» AIM OF THE EXERCISE
From the data that follows, copy every line with the string "LlmClient".

Dataset items
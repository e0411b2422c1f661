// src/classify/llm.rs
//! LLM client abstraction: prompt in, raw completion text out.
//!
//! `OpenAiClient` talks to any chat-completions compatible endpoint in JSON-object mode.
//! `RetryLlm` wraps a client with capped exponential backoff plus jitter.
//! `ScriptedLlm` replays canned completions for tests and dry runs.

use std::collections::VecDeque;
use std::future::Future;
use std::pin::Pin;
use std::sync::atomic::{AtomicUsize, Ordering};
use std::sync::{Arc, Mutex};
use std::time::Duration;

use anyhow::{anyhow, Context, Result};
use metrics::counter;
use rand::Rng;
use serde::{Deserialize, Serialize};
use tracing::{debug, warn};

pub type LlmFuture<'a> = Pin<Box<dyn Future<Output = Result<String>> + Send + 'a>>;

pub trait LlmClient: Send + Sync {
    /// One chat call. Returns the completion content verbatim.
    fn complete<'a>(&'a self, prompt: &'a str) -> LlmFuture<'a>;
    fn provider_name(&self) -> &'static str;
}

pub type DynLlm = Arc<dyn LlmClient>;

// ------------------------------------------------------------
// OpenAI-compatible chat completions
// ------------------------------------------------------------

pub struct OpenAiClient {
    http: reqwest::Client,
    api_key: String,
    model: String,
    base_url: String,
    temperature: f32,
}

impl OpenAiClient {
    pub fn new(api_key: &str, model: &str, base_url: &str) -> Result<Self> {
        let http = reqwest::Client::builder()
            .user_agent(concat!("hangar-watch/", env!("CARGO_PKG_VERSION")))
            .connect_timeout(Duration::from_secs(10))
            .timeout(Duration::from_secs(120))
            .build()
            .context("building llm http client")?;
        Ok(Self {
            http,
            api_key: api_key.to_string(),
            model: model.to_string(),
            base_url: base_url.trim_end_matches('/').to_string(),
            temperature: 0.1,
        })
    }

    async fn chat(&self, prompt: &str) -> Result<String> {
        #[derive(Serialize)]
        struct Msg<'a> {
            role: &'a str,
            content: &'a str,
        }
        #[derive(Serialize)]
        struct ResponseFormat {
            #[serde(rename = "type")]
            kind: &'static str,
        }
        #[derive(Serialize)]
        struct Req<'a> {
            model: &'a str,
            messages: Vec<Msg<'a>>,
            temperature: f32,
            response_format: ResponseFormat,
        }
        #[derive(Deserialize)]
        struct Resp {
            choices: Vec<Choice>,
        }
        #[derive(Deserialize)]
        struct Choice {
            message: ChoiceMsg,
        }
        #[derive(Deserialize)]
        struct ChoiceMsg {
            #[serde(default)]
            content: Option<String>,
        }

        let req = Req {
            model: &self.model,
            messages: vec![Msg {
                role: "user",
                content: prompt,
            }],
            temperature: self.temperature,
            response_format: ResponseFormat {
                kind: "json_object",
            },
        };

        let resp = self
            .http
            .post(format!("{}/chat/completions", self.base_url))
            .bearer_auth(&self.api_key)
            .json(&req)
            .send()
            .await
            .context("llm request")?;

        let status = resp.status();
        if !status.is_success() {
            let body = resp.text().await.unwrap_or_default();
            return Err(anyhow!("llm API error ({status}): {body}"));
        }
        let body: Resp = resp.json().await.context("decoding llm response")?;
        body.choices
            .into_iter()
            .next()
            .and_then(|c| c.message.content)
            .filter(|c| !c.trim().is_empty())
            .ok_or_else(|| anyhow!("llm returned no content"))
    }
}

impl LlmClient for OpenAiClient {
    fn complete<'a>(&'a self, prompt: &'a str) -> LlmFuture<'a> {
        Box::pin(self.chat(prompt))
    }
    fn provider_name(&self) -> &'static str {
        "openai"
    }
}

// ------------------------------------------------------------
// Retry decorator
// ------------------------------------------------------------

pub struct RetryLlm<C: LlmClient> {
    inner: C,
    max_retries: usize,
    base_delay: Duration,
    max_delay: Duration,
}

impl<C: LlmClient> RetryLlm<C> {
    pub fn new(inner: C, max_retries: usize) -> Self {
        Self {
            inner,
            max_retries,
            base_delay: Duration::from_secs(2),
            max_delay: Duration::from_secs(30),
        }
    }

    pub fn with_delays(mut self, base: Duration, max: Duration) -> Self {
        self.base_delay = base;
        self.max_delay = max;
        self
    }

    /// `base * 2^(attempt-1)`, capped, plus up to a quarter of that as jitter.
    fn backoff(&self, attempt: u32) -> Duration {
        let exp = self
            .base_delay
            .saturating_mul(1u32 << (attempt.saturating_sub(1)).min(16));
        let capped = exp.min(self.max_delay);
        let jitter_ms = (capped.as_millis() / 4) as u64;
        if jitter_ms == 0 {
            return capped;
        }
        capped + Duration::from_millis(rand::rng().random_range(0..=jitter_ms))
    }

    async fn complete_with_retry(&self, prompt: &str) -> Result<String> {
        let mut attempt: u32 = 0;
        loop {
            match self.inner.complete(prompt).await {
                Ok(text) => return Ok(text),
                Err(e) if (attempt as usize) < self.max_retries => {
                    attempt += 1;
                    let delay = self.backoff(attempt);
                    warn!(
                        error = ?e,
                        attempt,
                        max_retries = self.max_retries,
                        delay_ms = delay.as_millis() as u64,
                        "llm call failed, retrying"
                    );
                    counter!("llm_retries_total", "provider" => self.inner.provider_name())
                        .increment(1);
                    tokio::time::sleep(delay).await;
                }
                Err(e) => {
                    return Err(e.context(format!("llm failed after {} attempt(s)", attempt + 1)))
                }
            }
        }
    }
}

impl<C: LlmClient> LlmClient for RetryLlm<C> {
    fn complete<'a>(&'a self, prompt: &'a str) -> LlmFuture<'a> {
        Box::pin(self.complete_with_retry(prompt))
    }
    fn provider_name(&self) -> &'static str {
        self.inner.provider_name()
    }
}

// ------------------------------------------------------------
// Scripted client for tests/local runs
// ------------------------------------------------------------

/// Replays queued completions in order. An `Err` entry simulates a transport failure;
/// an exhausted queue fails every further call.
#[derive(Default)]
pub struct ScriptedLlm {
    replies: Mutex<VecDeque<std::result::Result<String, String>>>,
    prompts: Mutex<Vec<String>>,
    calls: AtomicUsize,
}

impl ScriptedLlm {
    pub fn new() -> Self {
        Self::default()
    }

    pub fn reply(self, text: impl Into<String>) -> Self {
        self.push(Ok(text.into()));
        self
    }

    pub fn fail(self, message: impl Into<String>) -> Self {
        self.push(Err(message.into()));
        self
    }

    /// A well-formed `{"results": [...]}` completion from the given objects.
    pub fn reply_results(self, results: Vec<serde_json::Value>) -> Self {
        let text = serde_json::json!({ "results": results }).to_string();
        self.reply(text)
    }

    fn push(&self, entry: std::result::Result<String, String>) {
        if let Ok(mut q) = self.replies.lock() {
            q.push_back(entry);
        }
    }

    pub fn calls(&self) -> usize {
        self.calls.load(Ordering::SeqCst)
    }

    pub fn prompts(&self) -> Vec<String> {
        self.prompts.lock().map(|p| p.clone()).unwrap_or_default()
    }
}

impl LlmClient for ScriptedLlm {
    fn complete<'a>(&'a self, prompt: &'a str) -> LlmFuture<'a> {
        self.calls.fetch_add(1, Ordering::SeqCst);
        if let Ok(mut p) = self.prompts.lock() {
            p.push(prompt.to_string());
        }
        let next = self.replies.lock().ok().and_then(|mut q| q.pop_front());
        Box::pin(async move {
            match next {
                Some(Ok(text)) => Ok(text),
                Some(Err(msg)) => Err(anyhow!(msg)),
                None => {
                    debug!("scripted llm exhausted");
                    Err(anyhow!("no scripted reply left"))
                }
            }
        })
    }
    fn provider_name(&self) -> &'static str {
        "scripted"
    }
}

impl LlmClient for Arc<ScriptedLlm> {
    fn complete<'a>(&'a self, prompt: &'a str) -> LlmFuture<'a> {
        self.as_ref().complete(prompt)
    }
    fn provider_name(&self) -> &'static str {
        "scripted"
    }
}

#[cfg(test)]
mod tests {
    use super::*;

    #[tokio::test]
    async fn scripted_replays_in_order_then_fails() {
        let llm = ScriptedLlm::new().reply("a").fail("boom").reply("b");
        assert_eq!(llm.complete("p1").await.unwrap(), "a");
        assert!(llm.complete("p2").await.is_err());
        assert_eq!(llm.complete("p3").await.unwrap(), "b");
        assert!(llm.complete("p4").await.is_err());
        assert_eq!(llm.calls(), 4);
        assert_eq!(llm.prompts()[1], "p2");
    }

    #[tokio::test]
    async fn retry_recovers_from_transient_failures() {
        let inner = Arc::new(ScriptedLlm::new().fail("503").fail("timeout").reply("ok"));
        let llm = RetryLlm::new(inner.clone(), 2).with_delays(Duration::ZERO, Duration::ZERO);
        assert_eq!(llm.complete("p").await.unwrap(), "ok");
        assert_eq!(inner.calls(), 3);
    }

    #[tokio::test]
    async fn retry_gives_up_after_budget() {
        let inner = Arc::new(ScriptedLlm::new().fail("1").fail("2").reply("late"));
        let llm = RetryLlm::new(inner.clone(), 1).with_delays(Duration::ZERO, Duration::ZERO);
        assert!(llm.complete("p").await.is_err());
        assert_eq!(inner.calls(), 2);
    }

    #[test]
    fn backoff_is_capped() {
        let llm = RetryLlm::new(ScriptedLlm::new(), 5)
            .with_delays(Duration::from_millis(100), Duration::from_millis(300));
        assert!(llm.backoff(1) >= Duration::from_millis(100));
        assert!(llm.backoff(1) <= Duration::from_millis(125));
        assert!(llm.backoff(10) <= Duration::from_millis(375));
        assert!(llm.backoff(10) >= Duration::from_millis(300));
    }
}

---

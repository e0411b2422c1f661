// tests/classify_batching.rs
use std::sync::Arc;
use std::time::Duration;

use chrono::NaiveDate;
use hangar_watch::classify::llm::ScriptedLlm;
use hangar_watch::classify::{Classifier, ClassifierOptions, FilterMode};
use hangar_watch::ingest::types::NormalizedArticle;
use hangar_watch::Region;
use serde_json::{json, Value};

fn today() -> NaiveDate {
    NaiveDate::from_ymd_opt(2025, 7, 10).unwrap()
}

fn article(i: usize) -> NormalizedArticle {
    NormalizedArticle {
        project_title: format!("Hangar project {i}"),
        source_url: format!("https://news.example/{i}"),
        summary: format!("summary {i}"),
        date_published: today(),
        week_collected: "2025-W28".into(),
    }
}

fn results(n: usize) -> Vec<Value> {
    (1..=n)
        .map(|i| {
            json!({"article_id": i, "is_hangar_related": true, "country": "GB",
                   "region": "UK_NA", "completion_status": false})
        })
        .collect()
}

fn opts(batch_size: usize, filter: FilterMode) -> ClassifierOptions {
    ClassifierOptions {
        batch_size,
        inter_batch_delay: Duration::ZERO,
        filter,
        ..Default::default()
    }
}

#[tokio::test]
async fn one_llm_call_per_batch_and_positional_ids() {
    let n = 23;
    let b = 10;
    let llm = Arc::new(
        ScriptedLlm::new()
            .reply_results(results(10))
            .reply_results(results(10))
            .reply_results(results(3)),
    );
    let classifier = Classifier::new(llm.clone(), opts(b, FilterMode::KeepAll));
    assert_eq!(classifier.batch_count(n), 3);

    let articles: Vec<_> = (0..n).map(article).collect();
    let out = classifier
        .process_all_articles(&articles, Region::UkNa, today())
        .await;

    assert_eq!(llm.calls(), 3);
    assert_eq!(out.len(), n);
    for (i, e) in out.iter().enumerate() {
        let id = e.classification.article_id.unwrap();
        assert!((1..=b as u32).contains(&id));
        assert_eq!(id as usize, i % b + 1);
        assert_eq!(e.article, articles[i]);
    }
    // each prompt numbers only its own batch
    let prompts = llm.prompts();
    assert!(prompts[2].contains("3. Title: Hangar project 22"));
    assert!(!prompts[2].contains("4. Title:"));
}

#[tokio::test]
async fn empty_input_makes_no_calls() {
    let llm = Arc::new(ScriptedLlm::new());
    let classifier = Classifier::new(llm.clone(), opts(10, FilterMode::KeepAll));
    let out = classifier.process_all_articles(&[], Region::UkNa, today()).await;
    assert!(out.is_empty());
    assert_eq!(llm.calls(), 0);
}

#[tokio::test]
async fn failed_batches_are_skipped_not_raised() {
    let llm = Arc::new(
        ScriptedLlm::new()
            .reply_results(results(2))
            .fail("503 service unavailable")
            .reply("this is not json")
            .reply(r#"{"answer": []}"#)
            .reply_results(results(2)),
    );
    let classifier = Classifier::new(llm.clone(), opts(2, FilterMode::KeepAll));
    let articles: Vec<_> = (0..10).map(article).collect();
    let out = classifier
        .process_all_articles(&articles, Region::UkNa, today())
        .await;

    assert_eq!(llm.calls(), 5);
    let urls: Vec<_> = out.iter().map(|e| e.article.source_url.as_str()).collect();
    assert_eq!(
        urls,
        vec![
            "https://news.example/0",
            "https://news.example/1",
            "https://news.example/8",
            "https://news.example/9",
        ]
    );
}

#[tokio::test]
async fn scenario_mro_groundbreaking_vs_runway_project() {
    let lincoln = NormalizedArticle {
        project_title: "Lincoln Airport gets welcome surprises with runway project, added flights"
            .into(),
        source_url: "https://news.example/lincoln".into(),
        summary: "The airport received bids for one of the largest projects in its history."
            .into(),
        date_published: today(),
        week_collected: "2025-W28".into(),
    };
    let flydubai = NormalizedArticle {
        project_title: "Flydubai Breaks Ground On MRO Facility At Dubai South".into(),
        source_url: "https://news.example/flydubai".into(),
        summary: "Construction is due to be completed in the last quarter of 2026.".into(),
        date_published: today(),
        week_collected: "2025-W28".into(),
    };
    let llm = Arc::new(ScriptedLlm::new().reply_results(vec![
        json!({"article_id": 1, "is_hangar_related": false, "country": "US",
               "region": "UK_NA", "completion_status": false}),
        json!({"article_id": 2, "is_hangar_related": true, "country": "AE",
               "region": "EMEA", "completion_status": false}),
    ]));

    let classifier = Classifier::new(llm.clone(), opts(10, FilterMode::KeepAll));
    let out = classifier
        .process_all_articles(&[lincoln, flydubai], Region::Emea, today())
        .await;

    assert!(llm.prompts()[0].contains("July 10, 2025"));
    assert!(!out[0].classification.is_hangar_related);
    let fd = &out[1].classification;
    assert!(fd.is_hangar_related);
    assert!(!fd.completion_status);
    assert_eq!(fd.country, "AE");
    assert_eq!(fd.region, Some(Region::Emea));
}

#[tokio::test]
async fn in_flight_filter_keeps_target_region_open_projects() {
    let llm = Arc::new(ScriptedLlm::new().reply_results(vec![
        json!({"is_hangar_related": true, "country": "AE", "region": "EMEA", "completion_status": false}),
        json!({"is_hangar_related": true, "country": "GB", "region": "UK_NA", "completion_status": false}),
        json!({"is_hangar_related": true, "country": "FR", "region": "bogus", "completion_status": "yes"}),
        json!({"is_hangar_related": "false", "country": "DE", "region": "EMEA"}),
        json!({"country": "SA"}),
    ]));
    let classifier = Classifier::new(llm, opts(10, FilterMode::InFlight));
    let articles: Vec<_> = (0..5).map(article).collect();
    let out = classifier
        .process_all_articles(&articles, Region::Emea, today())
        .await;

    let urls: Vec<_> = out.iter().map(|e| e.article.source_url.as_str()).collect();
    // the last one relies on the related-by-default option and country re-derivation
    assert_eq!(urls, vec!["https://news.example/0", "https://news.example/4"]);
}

---

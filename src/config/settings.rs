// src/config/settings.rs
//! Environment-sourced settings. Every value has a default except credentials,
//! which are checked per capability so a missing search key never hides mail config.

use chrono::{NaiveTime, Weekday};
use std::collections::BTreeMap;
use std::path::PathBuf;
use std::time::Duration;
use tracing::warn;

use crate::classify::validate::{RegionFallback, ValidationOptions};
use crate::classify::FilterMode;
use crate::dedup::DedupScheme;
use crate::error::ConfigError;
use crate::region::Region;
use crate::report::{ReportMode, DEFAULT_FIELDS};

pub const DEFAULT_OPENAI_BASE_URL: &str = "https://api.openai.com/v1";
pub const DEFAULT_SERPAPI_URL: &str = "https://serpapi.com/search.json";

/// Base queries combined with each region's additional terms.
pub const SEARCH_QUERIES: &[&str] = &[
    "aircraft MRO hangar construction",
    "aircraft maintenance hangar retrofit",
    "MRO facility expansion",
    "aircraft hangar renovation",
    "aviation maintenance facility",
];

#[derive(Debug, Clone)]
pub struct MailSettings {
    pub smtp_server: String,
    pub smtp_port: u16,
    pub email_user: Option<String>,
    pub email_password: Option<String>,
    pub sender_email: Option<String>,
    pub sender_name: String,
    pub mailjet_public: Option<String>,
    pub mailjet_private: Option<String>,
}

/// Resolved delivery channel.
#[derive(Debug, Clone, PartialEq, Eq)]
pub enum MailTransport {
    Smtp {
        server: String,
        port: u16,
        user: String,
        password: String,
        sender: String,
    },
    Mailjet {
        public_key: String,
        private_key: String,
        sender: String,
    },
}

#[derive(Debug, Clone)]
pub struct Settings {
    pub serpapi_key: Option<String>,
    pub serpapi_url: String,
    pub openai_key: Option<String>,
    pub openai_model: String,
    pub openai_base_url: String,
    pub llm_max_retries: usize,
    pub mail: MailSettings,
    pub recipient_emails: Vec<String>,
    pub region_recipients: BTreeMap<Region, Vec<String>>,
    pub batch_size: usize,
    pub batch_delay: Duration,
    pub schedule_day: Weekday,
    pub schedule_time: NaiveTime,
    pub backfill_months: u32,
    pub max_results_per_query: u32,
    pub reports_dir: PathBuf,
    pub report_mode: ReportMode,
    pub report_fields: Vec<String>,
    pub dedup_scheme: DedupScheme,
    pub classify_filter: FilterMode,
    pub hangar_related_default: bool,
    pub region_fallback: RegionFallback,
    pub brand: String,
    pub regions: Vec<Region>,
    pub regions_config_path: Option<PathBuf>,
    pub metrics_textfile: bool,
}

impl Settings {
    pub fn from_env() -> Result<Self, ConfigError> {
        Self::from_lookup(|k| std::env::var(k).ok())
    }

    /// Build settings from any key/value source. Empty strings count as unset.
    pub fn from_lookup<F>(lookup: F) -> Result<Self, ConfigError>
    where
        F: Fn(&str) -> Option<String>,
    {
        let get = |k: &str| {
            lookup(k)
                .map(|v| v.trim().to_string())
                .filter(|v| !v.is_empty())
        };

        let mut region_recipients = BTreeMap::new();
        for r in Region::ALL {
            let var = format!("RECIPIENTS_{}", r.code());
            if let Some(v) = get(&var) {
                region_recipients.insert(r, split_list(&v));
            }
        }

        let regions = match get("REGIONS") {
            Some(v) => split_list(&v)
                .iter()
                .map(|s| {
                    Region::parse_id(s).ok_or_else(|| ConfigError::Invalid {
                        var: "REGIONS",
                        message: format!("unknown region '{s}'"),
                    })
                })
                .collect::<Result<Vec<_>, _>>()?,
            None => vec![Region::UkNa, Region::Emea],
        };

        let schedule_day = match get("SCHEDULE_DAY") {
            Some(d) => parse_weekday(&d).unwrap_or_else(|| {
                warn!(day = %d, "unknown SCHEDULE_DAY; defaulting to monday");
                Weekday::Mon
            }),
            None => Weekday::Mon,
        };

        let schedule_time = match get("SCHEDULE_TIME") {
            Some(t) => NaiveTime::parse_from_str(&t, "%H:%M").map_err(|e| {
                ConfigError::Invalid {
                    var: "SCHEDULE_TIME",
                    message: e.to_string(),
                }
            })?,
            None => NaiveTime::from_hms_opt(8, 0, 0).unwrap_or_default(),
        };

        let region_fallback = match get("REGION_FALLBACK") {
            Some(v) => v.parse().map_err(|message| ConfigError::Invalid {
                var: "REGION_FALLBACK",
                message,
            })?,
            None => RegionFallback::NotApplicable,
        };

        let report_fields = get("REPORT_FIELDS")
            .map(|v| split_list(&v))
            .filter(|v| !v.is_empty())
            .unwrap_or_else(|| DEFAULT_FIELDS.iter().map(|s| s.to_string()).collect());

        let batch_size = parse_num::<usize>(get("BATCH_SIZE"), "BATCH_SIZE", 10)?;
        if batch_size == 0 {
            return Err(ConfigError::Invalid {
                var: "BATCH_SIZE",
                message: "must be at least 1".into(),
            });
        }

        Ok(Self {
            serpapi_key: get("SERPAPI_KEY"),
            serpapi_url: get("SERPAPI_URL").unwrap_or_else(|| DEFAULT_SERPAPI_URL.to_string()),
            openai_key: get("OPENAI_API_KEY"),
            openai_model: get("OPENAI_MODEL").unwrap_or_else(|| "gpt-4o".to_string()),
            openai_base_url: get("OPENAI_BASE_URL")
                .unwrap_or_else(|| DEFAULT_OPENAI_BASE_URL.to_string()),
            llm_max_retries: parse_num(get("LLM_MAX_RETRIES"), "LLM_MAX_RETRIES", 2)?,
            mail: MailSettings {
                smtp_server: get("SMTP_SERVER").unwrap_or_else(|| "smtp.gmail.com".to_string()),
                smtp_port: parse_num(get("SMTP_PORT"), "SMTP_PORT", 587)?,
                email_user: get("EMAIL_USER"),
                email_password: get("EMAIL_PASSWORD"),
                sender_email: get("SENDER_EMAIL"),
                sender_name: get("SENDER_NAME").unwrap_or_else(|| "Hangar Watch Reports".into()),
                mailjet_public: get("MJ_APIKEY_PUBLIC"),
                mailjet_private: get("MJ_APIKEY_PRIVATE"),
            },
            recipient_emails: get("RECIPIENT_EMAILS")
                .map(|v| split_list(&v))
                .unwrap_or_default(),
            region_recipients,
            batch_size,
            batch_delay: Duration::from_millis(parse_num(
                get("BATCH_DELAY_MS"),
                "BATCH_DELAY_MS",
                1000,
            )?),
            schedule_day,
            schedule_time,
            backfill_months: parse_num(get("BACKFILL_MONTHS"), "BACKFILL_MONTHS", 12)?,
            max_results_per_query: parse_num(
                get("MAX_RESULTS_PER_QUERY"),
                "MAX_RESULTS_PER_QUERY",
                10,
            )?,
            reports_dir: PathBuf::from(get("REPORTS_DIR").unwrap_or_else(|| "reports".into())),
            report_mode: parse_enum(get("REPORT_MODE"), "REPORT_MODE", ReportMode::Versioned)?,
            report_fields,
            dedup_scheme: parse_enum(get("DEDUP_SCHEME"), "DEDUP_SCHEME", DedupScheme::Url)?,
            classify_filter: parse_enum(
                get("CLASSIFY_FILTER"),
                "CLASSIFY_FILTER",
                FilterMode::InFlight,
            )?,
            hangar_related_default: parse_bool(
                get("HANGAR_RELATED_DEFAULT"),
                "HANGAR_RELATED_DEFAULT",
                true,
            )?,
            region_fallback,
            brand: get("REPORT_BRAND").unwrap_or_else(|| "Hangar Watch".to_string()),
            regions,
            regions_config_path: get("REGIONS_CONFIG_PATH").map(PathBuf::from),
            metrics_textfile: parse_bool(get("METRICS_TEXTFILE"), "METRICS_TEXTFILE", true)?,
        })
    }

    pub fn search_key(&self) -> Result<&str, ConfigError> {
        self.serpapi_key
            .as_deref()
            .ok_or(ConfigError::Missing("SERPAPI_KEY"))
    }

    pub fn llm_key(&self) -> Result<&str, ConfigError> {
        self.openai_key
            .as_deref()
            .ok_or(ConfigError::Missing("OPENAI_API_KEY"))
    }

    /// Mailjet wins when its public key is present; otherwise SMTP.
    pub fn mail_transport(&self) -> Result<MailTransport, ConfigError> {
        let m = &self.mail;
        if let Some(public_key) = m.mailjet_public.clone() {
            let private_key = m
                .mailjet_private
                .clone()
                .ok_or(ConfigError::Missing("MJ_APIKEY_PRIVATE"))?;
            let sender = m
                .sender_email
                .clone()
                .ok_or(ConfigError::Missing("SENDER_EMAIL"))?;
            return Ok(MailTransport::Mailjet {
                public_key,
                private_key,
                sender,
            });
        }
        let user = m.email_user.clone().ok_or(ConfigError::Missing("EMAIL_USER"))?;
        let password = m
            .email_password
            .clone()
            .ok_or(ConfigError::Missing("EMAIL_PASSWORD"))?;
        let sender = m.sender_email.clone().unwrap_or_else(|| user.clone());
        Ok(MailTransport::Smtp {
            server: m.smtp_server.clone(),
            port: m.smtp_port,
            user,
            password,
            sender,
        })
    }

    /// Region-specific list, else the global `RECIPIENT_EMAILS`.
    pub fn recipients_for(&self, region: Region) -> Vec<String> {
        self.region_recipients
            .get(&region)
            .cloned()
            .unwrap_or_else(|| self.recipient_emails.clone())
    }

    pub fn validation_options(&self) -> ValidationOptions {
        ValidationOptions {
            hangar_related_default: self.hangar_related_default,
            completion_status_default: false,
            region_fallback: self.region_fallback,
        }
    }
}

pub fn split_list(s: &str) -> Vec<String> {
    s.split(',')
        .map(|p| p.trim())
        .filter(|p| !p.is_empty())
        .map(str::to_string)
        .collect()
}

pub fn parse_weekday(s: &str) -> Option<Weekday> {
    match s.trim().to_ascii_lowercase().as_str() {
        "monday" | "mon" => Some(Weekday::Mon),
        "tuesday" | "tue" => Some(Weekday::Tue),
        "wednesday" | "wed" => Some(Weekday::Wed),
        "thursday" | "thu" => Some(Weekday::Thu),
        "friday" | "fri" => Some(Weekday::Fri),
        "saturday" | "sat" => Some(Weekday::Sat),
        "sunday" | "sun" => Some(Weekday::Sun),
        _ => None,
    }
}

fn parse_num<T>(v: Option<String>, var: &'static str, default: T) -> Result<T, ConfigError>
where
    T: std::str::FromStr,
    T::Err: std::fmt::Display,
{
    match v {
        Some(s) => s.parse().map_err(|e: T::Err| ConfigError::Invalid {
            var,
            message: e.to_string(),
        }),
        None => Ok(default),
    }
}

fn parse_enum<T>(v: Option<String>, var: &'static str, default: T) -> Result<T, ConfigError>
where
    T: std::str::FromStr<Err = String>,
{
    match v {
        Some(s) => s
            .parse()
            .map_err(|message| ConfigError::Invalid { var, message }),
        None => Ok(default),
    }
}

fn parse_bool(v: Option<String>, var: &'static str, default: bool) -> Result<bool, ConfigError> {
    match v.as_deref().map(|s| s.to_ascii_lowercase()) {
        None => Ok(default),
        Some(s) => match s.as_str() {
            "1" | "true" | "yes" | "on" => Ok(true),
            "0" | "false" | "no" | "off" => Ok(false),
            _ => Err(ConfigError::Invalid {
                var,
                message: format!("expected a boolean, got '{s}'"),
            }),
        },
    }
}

» ANSWER SPACE
pub trait LlmClient: Send + Sync {
pub type DynLlm = Arc<dyn LlmClient>;
impl LlmClient for OpenAiClient {
pub struct RetryLlm<C: LlmClient> {
impl<C: LlmClient> RetryLlm<C> {
impl<C: LlmClient> LlmClient for RetryLlm<C> {
impl LlmClient for ScriptedLlm {
impl LlmClient for Arc<ScriptedLlm> {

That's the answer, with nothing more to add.